Oil provided under the expanded program, first mentioned by President Hugo Chavez during a fiery speech to the United Nations in September, will be distributed through local governments, community centers and churches, and will be offered at 40 percent below the market price.

"This will give people a chance to have additional supply of heating oil," Mr. Alvarez told editors and reporters during a luncheon at The Washington Times. "We are not making as much money as we could be, but extraordinary times require extraordinary measures."

This will be the first time that Washington-area families benefit from the program, which is still being negotiated by Citgo, the oil company controlled by the Venezuelan government, and the Citizens Energy Corp., a non-profit group founded by Joseph P. Kennedy II, said an aide to Mr. Alvarez.

Citizens Energy officials could not be reached for comment late yesterday. Mr. Kennedy is a former congressman from Massachusetts and the son of Robert F. Kennedy.

The heating-oil program, which started last year, again includes jurisdictions in Delaware, Pennsylvania, New York, Connecticut, Rhode Island, Massachusetts, Maine and Vermont. Other newcomers this year are Alaska, New Jersey, Michigan, Minnesota, Indiana and Wisconsin, Mr. Alvarez said.

Several communities that had been considering the Venezuelan offer rejected it after Mr. Chavez described President Bush as "the devil" in his speech to the U.N. General Assembly.

In Alaska, many Eskimo and Indian villages say they have no choice but to accept the oil, but others would rather suffer.

"As a citizen of this country, you can have your own opinion of our president and our country. But I don't want a foreigner coming in here and bashing us," Justine Gunderson, administrator for the tribal council in the Aleut village of Nelson Lagoon, told the Associated Press last month. "Even though we are in economically dire straits, it was the right choice to make."

Nelson Lagoon residents pay more than $5 for a gallon of oil -- or at least $300 a month per household -- to heat their homes along the wind-swept coast of the Bering Sea, where temperatures can dip to minus 15 degrees.

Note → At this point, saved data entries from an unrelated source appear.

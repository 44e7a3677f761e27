use std::collections::HashMap;

use libloading::Library;
use tracing::warn;

use crate::value::Value;

/// Signature tags supported by `CALL_FFI`. Each names a fixed C calling
/// shape; anything else falls back to Nil at the call site.
pub const SIG_I32_I32_TO_I32: u8 = 0;
pub const SIG_I32_TO_I32: u8 = 1;
pub const SIG_F64_F64_TO_F64: u8 = 2;

/// Dynamic-library cache for `CALL_FFI`. Libraries are opened on first use
/// and stay open for the life of the VM instance.
#[derive(Default)]
pub struct FfiCache {
    libs: HashMap<String, Library>,
}

impl FfiCache {
    pub fn new() -> Self {
        Self::default()
    }

    fn library(&mut self, path: &str) -> Option<&Library> {
        if !self.libs.contains_key(path) {
            // SAFETY: loading a library runs its initializers; the host has
            // asked for exactly that by emitting CALL_FFI against this path.
            match unsafe { Library::new(path) } {
                Ok(lib) => {
                    self.libs.insert(path.to_string(), lib);
                }
                Err(err) => {
                    warn!("ffi: failed to open library '{}': {}", path, err);
                    return None;
                }
            }
        }
        self.libs.get(path)
    }

    /// Resolve `symbol` in `path` and call it with the shape named by `sig`.
    /// Returns None when the library, symbol, or signature/argc combination
    /// is unusable; the interpreter maps that to Nil.
    pub fn call(&mut self, path: &str, symbol: &str, sig: u8, args: &[Value]) -> Option<Value> {
        let lib = self.library(path)?;
        match (sig, args.len()) {
            (SIG_I32_I32_TO_I32, 2) => {
                // SAFETY: the signature tag is the caller's declaration of
                // the symbol's true type; a wrong declaration is undefined
                // behavior by the FFI contract.
                let f: libloading::Symbol<unsafe extern "C" fn(i32, i32) -> i32> =
                    match unsafe { lib.get(symbol.as_bytes()) } {
                        Ok(f) => f,
                        Err(err) => {
                            warn!("ffi: symbol '{}' missing in '{}': {}", symbol, path, err);
                            return None;
                        }
                    };
                let result = unsafe { f(int_arg(args[0]), int_arg(args[1])) };
                Some(Value::Int(result as i64))
            }
            (SIG_I32_TO_I32, 1) => {
                let f: libloading::Symbol<unsafe extern "C" fn(i32) -> i32> =
                    match unsafe { lib.get(symbol.as_bytes()) } {
                        Ok(f) => f,
                        Err(err) => {
                            warn!("ffi: symbol '{}' missing in '{}': {}", symbol, path, err);
                            return None;
                        }
                    };
                let result = unsafe { f(int_arg(args[0])) };
                Some(Value::Int(result as i64))
            }
            (SIG_F64_F64_TO_F64, 2) => {
                let f: libloading::Symbol<unsafe extern "C" fn(f64, f64) -> f64> =
                    match unsafe { lib.get(symbol.as_bytes()) } {
                        Ok(f) => f,
                        Err(err) => {
                            warn!("ffi: symbol '{}' missing in '{}': {}", symbol, path, err);
                            return None;
                        }
                    };
                let result = unsafe { f(double_arg(args[0]), double_arg(args[1])) };
                Some(Value::Double(result))
            }
            (sig, argc) => {
                warn!("ffi: unsupported signature {} with {} arguments", sig, argc);
                None
            }
        }
    }
}

fn int_arg(value: Value) -> i32 {
    match value {
        Value::Int(v) => v as i32,
        _ => 0,
    }
}

fn double_arg(value: Value) -> f64 {
    match value {
        Value::Double(v) => v,
        Value::Int(v) => v as f64,
        _ => 0.0,
    }
}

Asked why Mr. Chavez's government is worried about poor Americans while poverty in his own country remains a problem, the ambassador said the profit Venezuela is forfeiting from its discounted sales in the United States is not enough to make a difference for Venezuela's needy.

"The problem with poverty in our country is not money, it's management," he said.

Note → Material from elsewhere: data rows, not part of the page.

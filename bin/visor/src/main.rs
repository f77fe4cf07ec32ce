//! Supervisor binary for a chain daemon: launches the managed node and
//! coordinates on-chain-announced binary upgrades.

use clap::Parser;
use tracing_subscriber::EnvFilter;
use visor_supervisor::{Config, Supervisor};

use crate::opts::Opts;

mod opts;

/// Force-install the default crypto provider.
///
/// This is necessary in case there are more than one available backends
/// enabled in rustls (ring, aws-lc-rs).
///
/// This should be called high in the main fn.
fn install_crypto_provider() {
    rustls::crypto::ring::default_provider()
        .install_default()
        .expect("Failed to install default rustls crypto provider");
}

#[tokio::main]
async fn main() {
    install_crypto_provider();

    tracing_subscriber::FmtSubscriber::builder()
        .with_env_filter(EnvFilter::from_default_env())
        .init();

    let opts = Opts::parse();
    if let Err(err) = run(opts).await {
        eprintln!("Error: {err:?}");
        std::process::exit(1);
    }
}

async fn run(opts: Opts) -> eyre::Result<()> {
    let config = Config::from_env()?;
    Supervisor::new(config, opts.daemon_args).run().await
}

The United States and Venezuela have had a tenuous relationship since Mr. Chavez came to power in 1999. Mr. Chavez has partnered with other U.S. adversaries, such as Cuba and Iran, to challenge the dominant role of the United States in world affairs.

Nevertheless, Venezuela wants American businesses to continue investing in the South American country, and Mr. Alvarez repeatedly urged the United States yesterday to import more oil from relatively nearby Venezuela, rather than the distant Middle East.

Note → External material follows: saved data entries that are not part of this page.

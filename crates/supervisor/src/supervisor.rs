//! Top-level orchestration: child lifecycle, watcher generations, signals.
//!
//! The supervisor owns the only live child at any instant. Each child
//! incarnation gets its own watcher pair under a fresh cancellation token;
//! when the height watcher hands a new child over on `commands`, the old
//! generation is cancelled, the listener is rebuilt, and a new pair is
//! spawned. The first error received on the shared errors channel stops the
//! process with a nonzero exit; an OS signal stops it cleanly.

use std::{sync::Arc, time::Duration};

use eyre::Context as _;
use tokio::{
    signal::unix::{signal, Signal, SignalKind},
    sync::{mpsc, Mutex},
    time,
};
use tokio_util::sync::CancellationToken;
use tracing::{error, info};

use crate::{
    config::Config,
    error::Error,
    events::{EventListener, EventStreams, ListenerConfig},
    process::{self, ProcessHandle},
    watchers::{HeightWatcher, UpgradeWatcher},
};

/// Delay after the initial launch before subscribing, so the daemon's RPC
/// endpoint has time to come up.
const BOOTSTRAP_DELAY: Duration = Duration::from_secs(10);
/// Delay after cancelling a generation before resubscribing, so the
/// relaunched daemon's RPC settles.
const SETTLE_DELAY: Duration = Duration::from_secs(5);

pub struct Supervisor {
    config: Config,
    daemon_args: Vec<String>,
    bootstrap_delay: Duration,
    settle_delay: Duration,
    shutdown: CancellationToken,
}

impl Supervisor {
    pub fn new(config: Config, daemon_args: Vec<String>) -> Self {
        Self {
            config,
            daemon_args,
            bootstrap_delay: BOOTSTRAP_DELAY,
            settle_delay: SETTLE_DELAY,
            shutdown: CancellationToken::new(),
        }
    }

    /// Override the bootstrap and settle delays. Integration tests shrink
    /// them; production keeps the defaults.
    pub fn with_delays(mut self, bootstrap: Duration, settle: Duration) -> Self {
        self.bootstrap_delay = bootstrap;
        self.settle_delay = settle;
        self
    }

    /// Cancelling this token requests the same clean shutdown an OS signal
    /// would.
    pub fn shutdown_token(&self) -> CancellationToken {
        self.shutdown.clone()
    }

    /// Run until a fatal error or a shutdown request.
    ///
    /// On shutdown: cancel the watchers, stop the listener, kill the child,
    /// return `Ok`. The first fatal error tears everything down the same way
    /// and is returned to the caller.
    pub async fn run(self) -> eyre::Result<()> {
        // the only launch that may prompt on a terminal
        let first = process::launch(&self.config, &self.daemon_args, true)?;
        info!(delay = ?self.bootstrap_delay, "child launched, waiting for its RPC");
        time::sleep(self.bootstrap_delay).await;

        let (errors_tx, mut errors_rx) = mpsc::channel::<Error>(1);
        let (commands_tx, commands_rx) = mpsc::channel::<ProcessHandle>(1);
        let current = Arc::new(Mutex::new(first));

        let (listener, streams) =
            EventListener::start(ListenerConfig::from(&self.config), errors_tx.clone()).await?;
        info!("event streams subscribed, starting watchers");

        let generations = tokio::spawn(
            Generations {
                config: self.config.clone(),
                daemon_args: self.daemon_args.clone(),
                settle_delay: self.settle_delay,
                root: self.shutdown.clone(),
                current: current.clone(),
                commands_tx,
                commands_rx,
                errors_tx: errors_tx.clone(),
            }
            .run(listener, streams),
        );

        let mut sigint =
            signal(SignalKind::interrupt()).context("failed to install SIGINT handler")?;
        let mut sigterm =
            signal(SignalKind::terminate()).context("failed to install SIGTERM handler")?;
        let mut sigquit = signal(SignalKind::quit()).context("failed to install SIGQUIT handler")?;

        tokio::select! {
            Some(err) = errors_rx.recv() => {
                error!(error = %err, "fatal supervisor error");
                self.shutdown.cancel();
                let _ = generations.await;
                let _ = current.lock().await.kill().await;
                Err(err.into())
            }
            _ = shutdown_requested(&mut sigint, &mut sigterm, &mut sigquit, &self.shutdown) => {
                info!("shutdown requested");
                self.shutdown.cancel();
                let _ = generations.await;
                current.lock().await.kill().await?;
                info!("supervisor stopped");
                Ok(())
            }
        }
    }
}

async fn shutdown_requested(
    sigint: &mut Signal,
    sigterm: &mut Signal,
    sigquit: &mut Signal,
    token: &CancellationToken,
) {
    tokio::select! {
        _ = sigint.recv() => info!("received SIGINT"),
        _ = sigterm.recv() => info!("received SIGTERM"),
        _ = sigquit.recv() => info!("received SIGQUIT"),
        _ = token.cancelled() => {}
    }
}

/// Spawns the watcher pair for each child incarnation and rolls generations
/// forward on every upgrade handoff.
struct Generations {
    config: Config,
    daemon_args: Vec<String>,
    settle_delay: Duration,
    root: CancellationToken,
    current: Arc<Mutex<ProcessHandle>>,
    commands_tx: mpsc::Sender<ProcessHandle>,
    commands_rx: mpsc::Receiver<ProcessHandle>,
    errors_tx: mpsc::Sender<Error>,
}

impl Generations {
    async fn run(mut self, mut listener: EventListener, first_streams: EventStreams) {
        let mut generation = self.spawn_watchers(first_streams);
        loop {
            tokio::select! {
                _ = self.root.cancelled() => {
                    generation.cancel();
                    listener.stop().await;
                    return;
                }
                handle = self.commands_rx.recv() => {
                    let Some(handle) = handle else {
                        listener.stop().await;
                        return;
                    };
                    // the handoff is complete: retire the old generation
                    generation.cancel();
                    info!(delay = ?self.settle_delay, "upgrade handoff received, restarting watchers");
                    time::sleep(self.settle_delay).await;
                    *self.current.lock().await = handle;
                    match listener
                        .reset(ListenerConfig::from(&self.config), self.errors_tx.clone())
                        .await
                    {
                        Ok((next, streams)) => {
                            listener = next;
                            generation = self.spawn_watchers(streams);
                        }
                        Err(err) => {
                            let _ = self.errors_tx.send(err).await;
                            return;
                        }
                    }
                }
            }
        }
    }

    fn spawn_watchers(&self, streams: EventStreams) -> CancellationToken {
        let generation = CancellationToken::new();
        let (upgrades_tx, upgrades_rx) = mpsc::channel(1);

        tokio::spawn(
            UpgradeWatcher {
                token: generation.clone(),
                config: self.config.clone(),
                txs: streams.txs,
                upgrades: upgrades_tx,
                errors: self.errors_tx.clone(),
            }
            .run(),
        );
        tokio::spawn(
            HeightWatcher {
                token: generation.clone(),
                config: self.config.clone(),
                daemon_args: self.daemon_args.clone(),
                current: self.current.clone(),
                headers: streams.headers,
                upgrades: upgrades_rx,
                commands: self.commands_tx.clone(),
                errors: self.errors_tx.clone(),
            }
            .run(),
        );
        generation
    }
}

He said, however, that Caracas had decided to purchase future commercial aircraft from Airbus, the European company, instead of Boeing, for fear that U.S. sanctions would bar Venezuela from buying spare parts from the United States.

On another recent dispute that threatened to decrease the number of flights U.S. airlines are allowed to operate to Venezuela, the ambassador said his government will preserve the status quo, having won more flight licenses for Venezuelan carriers to the United States.

Mr. Alvarez, a 50-year-old political scientist, has been ambassador to Washington since 2003. He has held various positions in the Venezuelan government, rising to a vice minister of energy and mines.